Tuesday 21 February 2017

Sex in the Witness Box, but Only if Necessary

An Ontario couple has just set an incredible new legal precedent: You can adopt a child and co-parent the children with their birth mother even if you aren't having sex. Crazy I know.

I think this is probably the kind of breakdown of traditional marriage that opponents of gay marriage were worried about. Once marriage is no longer about a man and a woman, what's next, will parenting children cease to be about having relations with a co-parent? Or, in the event that it isn't about doing the nasty with a co-parent, will it cease to be about one partner begrudging the lack of nookie, choosing to bump uglies with someone else and being discovered, all leading to an epic battle that traumatizes the children and leaves them with only one parent?

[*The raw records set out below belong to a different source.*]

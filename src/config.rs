//! Seatwarden configuration.

use std::time::Duration;

/// Minimum decoded signing-secret length in bytes.
const MIN_SECRET_BYTES: usize = 32;

/// Configuration for the entitlement engine.
///
/// All time-dependent policy knobs live here and are injected at
/// construction time; there is no ambient global state.
#[derive(Debug, Clone)]
pub struct SeatwardenConfig {
    /// HMAC-SHA256 signing secret for device tokens (hex-encoded).
    /// SECURITY: Load from deployment secrets, never commit to source.
    pub signing_secret_hex: String,

    /// Lifetime of minted device tokens.
    ///
    /// Deliberately long (default 90 days): the token only spares the device
    /// from re-sending its license code, it is never the source of truth
    /// for entitlement.
    pub token_ttl: Duration,

    /// Grace period for offline operation.
    ///
    /// An expired license still validates for an offline device within this
    /// window after its last successful validation.
    pub offline_grace: Duration,

    /// Default validity window for newly created licenses, in days.
    pub default_validity_days: i64,
}

impl Default for SeatwardenConfig {
    fn default() -> Self {
        Self {
            signing_secret_hex: String::new(),
            token_ttl: Duration::from_secs(90 * 24 * 60 * 60),
            offline_grace: Duration::from_secs(72 * 60 * 60),
            default_validity_days: 30,
        }
    }
}

impl SeatwardenConfig {
    /// Create a configuration with the given signing secret and defaults
    /// for every policy knob (90-day tokens, 72-hour grace, 30-day validity).
    pub fn new(signing_secret_hex: impl Into<String>) -> Self {
        Self {
            signing_secret_hex: signing_secret_hex.into(),
            ..Self::default()
        }
    }

    /// Validate configuration for obvious errors.
    pub fn validate(&self) -> Result<(), crate::SeatwardenError> {
        let secret = hex::decode(&self.signing_secret_hex).map_err(|e| {
            crate::SeatwardenError::ConfigError(format!("signing_secret_hex is not valid hex: {}", e))
        })?;
        if secret.len() < MIN_SECRET_BYTES {
            return Err(crate::SeatwardenError::ConfigError(format!(
                "signing secret must be at least {} bytes, got {}",
                MIN_SECRET_BYTES,
                secret.len()
            )));
        }
        if self.token_ttl.as_secs() == 0 {
            return Err(crate::SeatwardenError::ConfigError(
                "token_ttl cannot be zero".to_string(),
            ));
        }
        if self.offline_grace.as_secs() == 0 {
            return Err(crate::SeatwardenError::ConfigError(
                "offline_grace cannot be zero".to_string(),
            ));
        }
        if self.default_validity_days <= 0 {
            return Err(crate::SeatwardenError::ConfigError(
                "default_validity_days must be positive".to_string(),
            ));
        }
        Ok(())
    }

    /// Decoded signing secret bytes.
    ///
    /// Call only after `validate()`; returns an empty vec on bad hex.
    pub(crate) fn signing_secret(&self) -> Vec<u8> {
        hex::decode(&self.signing_secret_hex).unwrap_or_default()
    }
}
//! Deterministic clock abstraction for testable time-dependent logic.
//!
//! Expiry, grace-period, and token-lifetime math all flow through this
//! trait so tests can pin or advance time without sleeping.

use chrono::{DateTime, Utc};

/// Clock trait for deterministic time in tests.
pub trait Clock: Send + Sync {
    /// Get the current UTC time.
    fn now_utc(&self) -> DateTime<Utc>;
}

/// System clock using actual wall time.
#[derive(Debug, Clone, Copy, Default)]
pub struct SystemClock;

impl Clock for SystemClock {
    fn now_utc(&self) -> DateTime<Utc> {
        Utc::now()
    }
}

/// Mock clock for deterministic testing.
///
/// Clones share the same underlying instant, so a test can hold one handle,
/// hand a clone to the engine, and advance time mid-scenario.
#[cfg(any(test, feature = "test-seams"))]
#[derive(Debug, Clone)]
pub struct MockClock {
    now: std::sync::Arc<std::sync::Mutex<DateTime<Utc>>>,
}

#[cfg(any(test, feature = "test-seams"))]
impl MockClock {
    /// Create a mock clock frozen at the given time.
    pub fn new(now: DateTime<Utc>) -> Self {
        Self {
            now: std::sync::Arc::new(std::sync::Mutex::new(now)),
        }
    }

    /// Create a mock clock from an RFC 3339 string.
    pub fn from_rfc3339(s: &str) -> Self {
        Self::new(
            DateTime::parse_from_rfc3339(s)
                .expect("valid RFC 3339")
                .with_timezone(&Utc),
        )
    }

    /// Advance the clock by a duration.
    pub fn advance(&self, duration: chrono::Duration) {
        let mut now = self.now.lock().expect("clock lock");
        *now = *now + duration;
    }

    /// Jump the clock to an absolute time.
    pub fn set(&self, instant: DateTime<Utc>) {
        *self.now.lock().expect("clock lock") = instant;
    }
}

#[cfg(any(test, feature = "test-seams"))]
impl Clock for MockClock {
    fn now_utc(&self) -> DateTime<Utc> {
        *self.now.lock().expect("clock lock")
    }
}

That's the proper, non-society-threatening way to raise children. Having two moms is an abomination, and having two moms that don't even fadoodle... what is the world coming to?

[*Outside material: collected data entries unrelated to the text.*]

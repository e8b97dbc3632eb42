//! License code generation and normalization.
//!
//! Codes are the activation secret a customer types into a collector, so
//! they come from a CSPRNG and use an alphabet with no visually ambiguous
//! characters (no `0`/`O`, no `1`/`I`). Uniqueness is enforced by the
//! entitlement store's unique index, not here; a collision surfaces as a
//! `Conflict` and the caller retries with a fresh code.

use rand::rngs::OsRng;
use rand::Rng;

/// Length of a license code, in characters.
pub const CODE_LENGTH: usize = 32;

/// Characters a license code may contain.
pub const CODE_ALPHABET: &[u8] = b"ABCDEFGHJKLMNPQRSTUVWXYZ23456789";

/// Display grouping width: `ABCD-EFGH-...`.
const GROUP_SIZE: usize = 4;

/// Generate a new license code from the OS random source.
pub fn generate_license_code() -> String {
    let mut rng = OsRng;
    (0..CODE_LENGTH)
        .map(|_| CODE_ALPHABET[rng.gen_range(0..CODE_ALPHABET.len())] as char)
        .collect()
}

/// Group a code into fixed-width chunks for human transcription.
///
/// Example: `ABCDEFGH...` becomes `ABCD-EFGH-...`.
pub fn format_for_display(code: &str) -> String {
    code.as_bytes()
        .chunks(GROUP_SIZE)
        .map(|chunk| std::str::from_utf8(chunk).unwrap_or_default())
        .collect::<Vec<_>>()
        .join("-")
}

/// Strip separators and upper-case a code for comparison.
///
/// Inverse of [`format_for_display`]: `normalize(format_for_display(c)) == c`
/// for every generated code.
pub fn normalize(code: &str) -> String {
    code.chars()
        .filter(|c| *c != '-' && !c.is_whitespace())
        .collect::<String>()
        .to_uppercase()
}

/// Check that a (possibly formatted) code has the expected shape.
pub fn is_well_formed(code: &str) -> bool {
    let clean = normalize(code);
    clean.len() == CODE_LENGTH && clean.bytes().all(|b| CODE_ALPHABET.contains(&b))
}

I read about all this on the CBC this morning, and you can too. If you aren't that interested in personal details about the co-moms and the child, you can skip it since basically that's what the story is about. The child has some very severe disabilities stemming from a knot in their umbilical cord that deprived them of nutrients and oxygen before birth. No matter how irrelevant I feel the disabilities of the child should be, I'm pretty sure they were important to getting the decision these women got - the judge probably saw the importance of the kid having two parents - and may have had a role in this situation coming up in the first place. Future similar cases will be made easier by this empathy-generating circumstance though, so I'll call this a case of bad facts making good law.

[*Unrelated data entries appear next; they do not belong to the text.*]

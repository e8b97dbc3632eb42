//! Device activation lifecycle: activate, revoke, reactivate.

use crate::capacity;
use crate::clock::Clock;
use crate::model::{DeviceActivation, DeviceMetadata, LicenseStatus, ValidationLog};
use crate::store::EntitlementStore;
use crate::token::TokenIssuer;
use crate::SeatwardenError;
use std::sync::Arc;
use tracing::debug;
use uuid::Uuid;

/// Device-facing and administrative operations on device activations.
pub struct DeviceService {
    store: Arc<EntitlementStore>,
    clock: Arc<dyn Clock>,
    issuer: TokenIssuer,
}

impl DeviceService {
    /// Create a service over the shared store, clock, and token issuer.
    pub fn new(store: Arc<EntitlementStore>, clock: Arc<dyn Clock>, issuer: TokenIssuer) -> Self {
        Self {
            store,
            clock,
            issuer,
        }
    }

    /// Activate a device against a license code; returns the activation and
    /// a freshly minted entitlement token.
    ///
    /// The whole decision runs as one store transaction: the capacity check
    /// and the seat-consuming write cannot be interleaved with a concurrent
    /// activation against the same license.
    ///
    /// # Errors
    /// - `NotFound` — no license with that code
    /// - `InvalidState` — license not Active, or past expiry
    /// - `CapacityExceeded` — no free seat
    /// - `DeviceBoundElsewhere` — device already belongs to another license
    pub fn activate(
        &self,
        license_code: &str,
        device_id: &str,
        metadata: DeviceMetadata,
    ) -> Result<(DeviceActivation, String), SeatwardenError> {
        let code = crate::code::normalize(license_code);
        let now = self.clock.now_utc();

        self.store.write(|state| {
            let license = state
                .license_by_code(&code)
                .cloned()
                .ok_or(SeatwardenError::NotFound { entity: "license" })?;

            if license.status != LicenseStatus::Active {
                return Err(SeatwardenError::InvalidState(format!(
                    "license is not active (status: {})",
                    license.status
                )));
            }
            if license.is_expired(now) {
                return Err(SeatwardenError::InvalidState(
                    "license expired".to_string(),
                ));
            }
            if !capacity::has_available_seat(state, &license)? {
                return Err(SeatwardenError::CapacityExceeded);
            }

            let existing = state
                .activation_by_device(device_id)
                .map(|a| (a.id, a.license_id, a.is_active()));

            match existing {
                // A device id binds to at most one license, ever.
                Some((_, bound_license, _)) if bound_license != license.id => {
                    Err(SeatwardenError::DeviceBoundElsewhere)
                }
                // Idempotent re-activation: same license, already active.
                Some((id, _, true)) => {
                    let token = self.issuer.mint(device_id, license.id, self.clock.as_ref())?;
                    let activation = state
                        .activation(id)
                        .cloned()
                        .ok_or(SeatwardenError::NotFound { entity: "device" })?;
                    Ok((activation, token))
                }
                // Previously revoked on this license: reuse the record.
                Some((id, _, false)) => {
                    let activation = state
                        .activation_mut(id)
                        .ok_or(SeatwardenError::NotFound { entity: "device" })?;
                    activation.reactivate();
                    activation.metadata = metadata;
                    let activation = activation.clone();
                    let token = self.issuer.mint(device_id, license.id, self.clock.as_ref())?;
                    debug!(device_id, license_id = %license.id, "revoked device re-activated");
                    Ok((activation, token))
                }
                None => {
                    let activation =
                        DeviceActivation::new(license.id, device_id, metadata, now);
                    state.insert_activation(activation.clone())?;
                    let token = self.issuer.mint(device_id, license.id, self.clock.as_ref())?;
                    debug!(device_id, license_id = %license.id, "device activated");
                    Ok((activation, token))
                }
            }
        })
    }

    /// Revoke a device, freeing its seat. Unconditional; freeing a seat
    /// never fails for capacity reasons.
    pub fn revoke(
        &self,
        activation_id: Uuid,
        reason: Option<String>,
    ) -> Result<DeviceActivation, SeatwardenError> {
        let now = self.clock.now_utc();
        self.store.write(|state| {
            let activation = state
                .activation_mut(activation_id)
                .ok_or(SeatwardenError::NotFound { entity: "device" })?;
            activation.revoke(now, reason);
            debug!(device_id = %activation.device_id, "device revoked");
            Ok(activation.clone())
        })
    }

    /// Reactivate a revoked device on its existing license.
    ///
    /// Capacity is re-checked: other devices may have taken the seat while
    /// this one was revoked. On `CapacityExceeded` the device stays revoked.
    pub fn reactivate(&self, activation_id: Uuid) -> Result<DeviceActivation, SeatwardenError> {
        self.store.write(|state| {
            let activation = state
                .activation(activation_id)
                .cloned()
                .ok_or(SeatwardenError::NotFound { entity: "device" })?;
            if activation.is_active() {
                return Ok(activation);
            }

            let license = state
                .license(activation.license_id)
                .cloned()
                .ok_or(SeatwardenError::NotFound { entity: "license" })?;
            if !capacity::has_available_seat(state, &license)? {
                return Err(SeatwardenError::CapacityExceeded);
            }

            let activation = state
                .activation_mut(activation_id)
                .ok_or(SeatwardenError::NotFound { entity: "device" })?;
            activation.reactivate();
            debug!(device_id = %activation.device_id, "device re-activated");
            Ok(activation.clone())
        })
    }

    /// Look up an activation by id.
    pub fn get(&self, activation_id: Uuid) -> Result<DeviceActivation, SeatwardenError> {
        self.store.read(|state| {
            state
                .activation(activation_id)
                .cloned()
                .ok_or(SeatwardenError::NotFound { entity: "device" })
        })
    }

    /// Unique lookup by device id.
    pub fn get_by_device(&self, device_id: &str) -> Result<DeviceActivation, SeatwardenError> {
        self.store.read(|state| {
            state
                .activation_by_device(device_id)
                .cloned()
                .ok_or(SeatwardenError::NotFound { entity: "device" })
        })
    }

    /// List activations, optionally filtered by license and active state.
    pub fn list(&self, license_id: Option<Uuid>, active: Option<bool>) -> Vec<DeviceActivation> {
        self.store.read(|state| {
            state
                .activations()
                .filter(|a| license_id.map_or(true, |id| a.license_id == id))
                .filter(|a| active.map_or(true, |wanted| a.is_active() == wanted))
                .cloned()
                .collect()
        })
    }

    /// Audit trail for one activation, oldest first.
    pub fn validation_logs(&self, activation_id: Uuid) -> Vec<ValidationLog> {
        self.store.read(|state| {
            state
                .logs_for_activation(activation_id)
                .into_iter()
                .cloned()
                .collect()
        })
    }
}

#[cfg(test)]
mod tests {
    use super::*;
    use crate::clock::MockClock;
    use crate::lifecycle::LicenseService;
    use crate::model::License;
    use std::time::Duration as StdDuration;

    fn setup(max_devices: i32) -> (DeviceService, LicenseService, License, MockClock) {
        let clock = MockClock::from_rfc3339("2025-03-01T00:00:00Z");
        let store = Arc::new(EntitlementStore::new());
        let licenses = LicenseService::new(store.clone(), Arc::new(clock.clone()));
        let issuer = TokenIssuer::new(vec![7u8; 32], StdDuration::from_secs(86400)).unwrap();
        let devices = DeviceService::new(store, Arc::new(clock.clone()), issuer);

        let org = licenses.create_organization("Acme");
        let plan = licenses.create_plan("Starter", max_devices).unwrap();
        let license = licenses.create(org.id, plan.id, 30, None).unwrap();
        let license = licenses.activate(license.id).unwrap();

        (devices, licenses, license, clock)
    }

    #[test]
    fn test_activate_happy_path() {
        let (devices, _, license, _) = setup(5);
        let (activation, token) = devices
            .activate(&license.code, "dev-1", DeviceMetadata::default())
            .unwrap();
        assert!(activation.is_active());
        assert_eq!(activation.license_id, license.id);
        assert!(!token.is_empty());
    }

    #[test]
    fn test_activate_unknown_code() {
        let (devices, _, _, _) = setup(5);
        let result = devices.activate(&"Z".repeat(32), "dev-1", DeviceMetadata::default());
        assert!(matches!(
            result,
            Err(SeatwardenError::NotFound { entity: "license" })
        ));
    }

    #[test]
    fn test_activate_inactive_license() {
        let (devices, licenses, license, _) = setup(5);
        licenses.suspend(license.id).unwrap();
        let result = devices.activate(&license.code, "dev-1", DeviceMetadata::default());
        assert!(matches!(
            result,
            Err(SeatwardenError::InvalidState(msg)) if msg.contains("suspended")
        ));
    }

    #[test]
    fn test_activate_expired_license() {
        let (devices, _, license, clock) = setup(5);
        clock.advance(chrono::Duration::days(31));
        let result = devices.activate(&license.code, "dev-1", DeviceMetadata::default());
        assert!(matches!(
            result,
            Err(SeatwardenError::InvalidState(msg)) if msg.contains("expired")
        ));
    }

    #[test]
    fn test_capacity_enforced() {
        let (devices, _, license, _) = setup(1);
        devices
            .activate(&license.code, "dev-1", DeviceMetadata::default())
            .unwrap();
        let result = devices.activate(&license.code, "dev-2", DeviceMetadata::default());
        assert!(matches!(result, Err(SeatwardenError::CapacityExceeded)));
    }

    #[test]
    fn test_revoke_frees_seat_for_next_device() {
        let (devices, _, license, _) = setup(1);
        let (first, _) = devices
            .activate(&license.code, "dev-1", DeviceMetadata::default())
            .unwrap();

        devices.revoke(first.id, Some("handset returned".to_string())).unwrap();

        let (second, _) = devices
            .activate(&license.code, "dev-2", DeviceMetadata::default())
            .unwrap();
        assert!(second.is_active());
    }

    #[test]
    fn test_device_bound_elsewhere() {
        let (devices, licenses, license_a, _) = setup(5);
        let org = licenses.create_organization("Other");
        let plan = licenses.create_plan("Pro", 5).unwrap();
        let license_b = licenses.create(org.id, plan.id, 30, None).unwrap();
        let license_b = licenses.activate(license_b.id).unwrap();

        devices
            .activate(&license_a.code, "dev-1", DeviceMetadata::default())
            .unwrap();
        let result = devices.activate(&license_b.code, "dev-1", DeviceMetadata::default());
        assert!(matches!(result, Err(SeatwardenError::DeviceBoundElsewhere)));
    }

    #[test]
    fn test_idempotent_reactivation_keeps_record() {
        let (devices, _, license, _) = setup(5);
        let (first, token_a) = devices
            .activate(&license.code, "dev-1", DeviceMetadata::default())
            .unwrap();
        let (again, token_b) = devices
            .activate(&license.code, "dev-1", DeviceMetadata::default())
            .unwrap();

        assert_eq!(first.id, again.id);
        assert!(!token_b.is_empty());
        // Both tokens verify; re-activation just re-issues.
        assert_ne!(token_a, "");
    }

    #[test]
    fn test_revoked_device_reuses_record_and_overwrites_metadata() {
        let (devices, _, license, _) = setup(5);
        let (first, _) = devices
            .activate(&license.code, "dev-1", DeviceMetadata::default())
            .unwrap();
        devices.revoke(first.id, None).unwrap();

        let metadata = DeviceMetadata {
            device_name: Some("Dock 7 scanner".to_string()),
            ..Default::default()
        };
        let (again, _) = devices.activate(&license.code, "dev-1", metadata).unwrap();

        assert_eq!(first.id, again.id);
        assert!(again.is_active());
        assert_eq!(again.metadata.device_name.as_deref(), Some("Dock 7 scanner"));
    }

    #[test]
    fn test_reactivate_at_capacity_fails_and_stays_revoked() {
        let (devices, _, license, _) = setup(1);
        let (first, _) = devices
            .activate(&license.code, "dev-1", DeviceMetadata::default())
            .unwrap();
        devices.revoke(first.id, None).unwrap();
        devices
            .activate(&license.code, "dev-2", DeviceMetadata::default())
            .unwrap();

        let result = devices.reactivate(first.id);
        assert!(matches!(result, Err(SeatwardenError::CapacityExceeded)));
        assert!(devices.get(first.id).unwrap().is_revoked());
    }

    #[test]
    fn test_reactivate_with_free_seat() {
        let (devices, _, license, _) = setup(2);
        let (first, _) = devices
            .activate(&license.code, "dev-1", DeviceMetadata::default())
            .unwrap();
        devices.revoke(first.id, None).unwrap();

        let restored = devices.reactivate(first.id).unwrap();
        assert!(restored.is_active());
    }

    #[test]
    fn test_revoke_never_fails_on_full_license() {
        let (devices, _, license, _) = setup(1);
        let (only, _) = devices
            .activate(&license.code, "dev-1", DeviceMetadata::default())
            .unwrap();
        // Freeing the last seat on a full license is always allowed.
        let revoked = devices.revoke(only.id, None).unwrap();
        assert!(revoked.is_revoked());
    }

    #[test]
    fn test_accepts_formatted_license_code() {
        let (devices, _, license, _) = setup(5);
        let formatted = crate::code::format_for_display(&license.code);
        let (activation, _) = devices
            .activate(&formatted, "dev-1", DeviceMetadata::default())
            .unwrap();
        assert_eq!(activation.license_id, license.id);
    }

    #[test]
    fn test_list_filters() {
        let (devices, _, license, _) = setup(5);
        let (first, _) = devices
            .activate(&license.code, "dev-1", DeviceMetadata::default())
            .unwrap();
        devices
            .activate(&license.code, "dev-2", DeviceMetadata::default())
            .unwrap();
        devices.revoke(first.id, None).unwrap();

        assert_eq!(devices.list(Some(license.id), None).len(), 2);
        assert_eq!(devices.list(Some(license.id), Some(true)).len(), 1);
        assert_eq!(devices.list(Some(license.id), Some(false)).len(), 1);
    }
}
//! License record and status state machine.

use chrono::{DateTime, Utc};
use serde::{Deserialize, Serialize};
use std::fmt;
use uuid::Uuid;

/// Lifecycle status of a license.
///
/// Legal transitions: Inactive → Active ⇄ Suspended, Active → Expired
/// (time-driven sweep), Expired → Active (renewal only). All transitions go
/// through `lifecycle::LicenseService`; validity is always re-derived from
/// `expires_at`, so a stale status never lets an expired license validate.
#[derive(Debug, Clone, Copy, PartialEq, Eq, Serialize, Deserialize)]
#[serde(rename_all = "lowercase")]
pub enum LicenseStatus {
    /// Created but not yet activated by an administrator.
    Inactive,
    /// Entitled to use the product (subject to expiry).
    Active,
    /// Administratively paused.
    Suspended,
    /// Past `expires_at`, flipped by the sweep.
    Expired,
}

impl fmt::Display for LicenseStatus {
    fn fmt(&self, f: &mut fmt::Formatter<'_>) -> fmt::Result {
        let s = match self {
            LicenseStatus::Inactive => "inactive",
            LicenseStatus::Active => "active",
            LicenseStatus::Suspended => "suspended",
            LicenseStatus::Expired => "expired",
        };
        f.write_str(s)
    }
}

/// The entitlement unit: one license owned by an organization under a plan.
#[derive(Debug, Clone, Serialize, Deserialize)]
pub struct License {
    /// Unique identifier.
    pub id: Uuid,

    /// Unique 32-character activation code, generated once, never reused.
    pub code: String,

    /// Owning organization.
    pub org_id: Uuid,

    /// Capacity plan this license was sold under.
    pub plan_id: Uuid,

    /// Current lifecycle status.
    pub status: LicenseStatus,

    /// Absolute expiry timestamp.
    pub expires_at: DateTime<Utc>,

    /// Free-form notes.
    pub notes: Option<String>,

    /// Creation timestamp.
    pub created_at: DateTime<Utc>,
}

impl License {
    /// Create a new inactive license expiring at the given instant.
    pub fn new(code: String, org_id: Uuid, plan_id: Uuid, expires_at: DateTime<Utc>, now: DateTime<Utc>) -> Self {
        Self {
            id: Uuid::new_v4(),
            code,
            org_id,
            plan_id,
            status: LicenseStatus::Inactive,
            expires_at,
            notes: None,
            created_at: now,
        }
    }

    /// Whether the license is past its expiry at `now`.
    pub fn is_expired(&self, now: DateTime<Utc>) -> bool {
        self.expires_at < now
    }

    /// Derived validity: active status and unexpired.
    ///
    /// Never stored; always computed at the observation point.
    pub fn is_valid(&self, now: DateTime<Utc>) -> bool {
        self.status == LicenseStatus::Active && !self.is_expired(now)
    }
}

I'm glad this happened. It was, I think, predictable, given the current state of the law, but predictable doesn't mean it was easy. If the court had not accepted their application, their only recourse would have been a charter challenge, and that is time consuming and costly. It's easy for me to sit at a distance and say that this ruling made sense, but it is pretty hard to be the one going through it when recognition of your relationship with your child is on the line, despite both parents knowing the law themselves.

The troubling part of the law is the word "conjugal". You have to be in a conjugal relationship with someone to co-adopt a child with them. The google-search dictionary definition of conjugal is "relating to marriage or the relationship of a married couple," but colloquially I'm pretty sure it's more like, "relating to joining paunches or the relationship of people who are playing at rantum-scantum." Legally I guess there is some case law on the matter, but basically you have to ask yourself - if you moved to live together and you are raising a child together, I'd say that is related to the relationship of a married couple, though it isn't one. That somehow adding some night physics to the relationship would suddenly make it sufficiently like a marriage to count seems pretty weird.

If it were me I'd have been very tempted to take the, "What evidence do you require?" route, where you simply ask the court what evidence is needed to demonstrate that you are willing to fulfill their absurd requirement. Appealing to the courts graces, as these women did, is a much better idea than being openly contemptuous to the law, though. And frankly, the answer to the question is "a sworn statement" not "nug-a-nug in the witness box" so it's not really that defiant or even funny.

People who are married can surely confirm that horizontal refreshment isn't really the defining factor. Dancing the Paphian jig sometimes falls out of marriage and yet the marriage continues. Yet somehow the fact that two partners have - at some point in the past - arrived at the end of a sentimental journey together remains a requirement for the relationship that isn't at all about that to be considered conjugal.

This ruling doesn't change the law, the court simply made the ruling in the best interests of the child. What I think it does do is open things up for people to argue that a relationship can be conjugal without any houghmagandy involved. This matches literally everyone's common sense about what marriage is. Two people who live together, sleep in the same bed, raise children together, visit one another extended families on holidays and share finances are an awful lot more like a married couple than flatmates who occasionally have benefits when they are drunk.

So hooray. Hooray for the now-official mom of her now-official son. Hooray for a boy whose future is considerably less vulnerable and uncertain if something unfortunate befalls his birth parent. Hooray, if applicable, for any new grandparents involved who previously probably had to use multi-sentence phrases to explain the relationship they had to the kid. And hooray for the continued degradation of traditional marriage, and its replacement with an actually useful social construct which may or may not include fucking.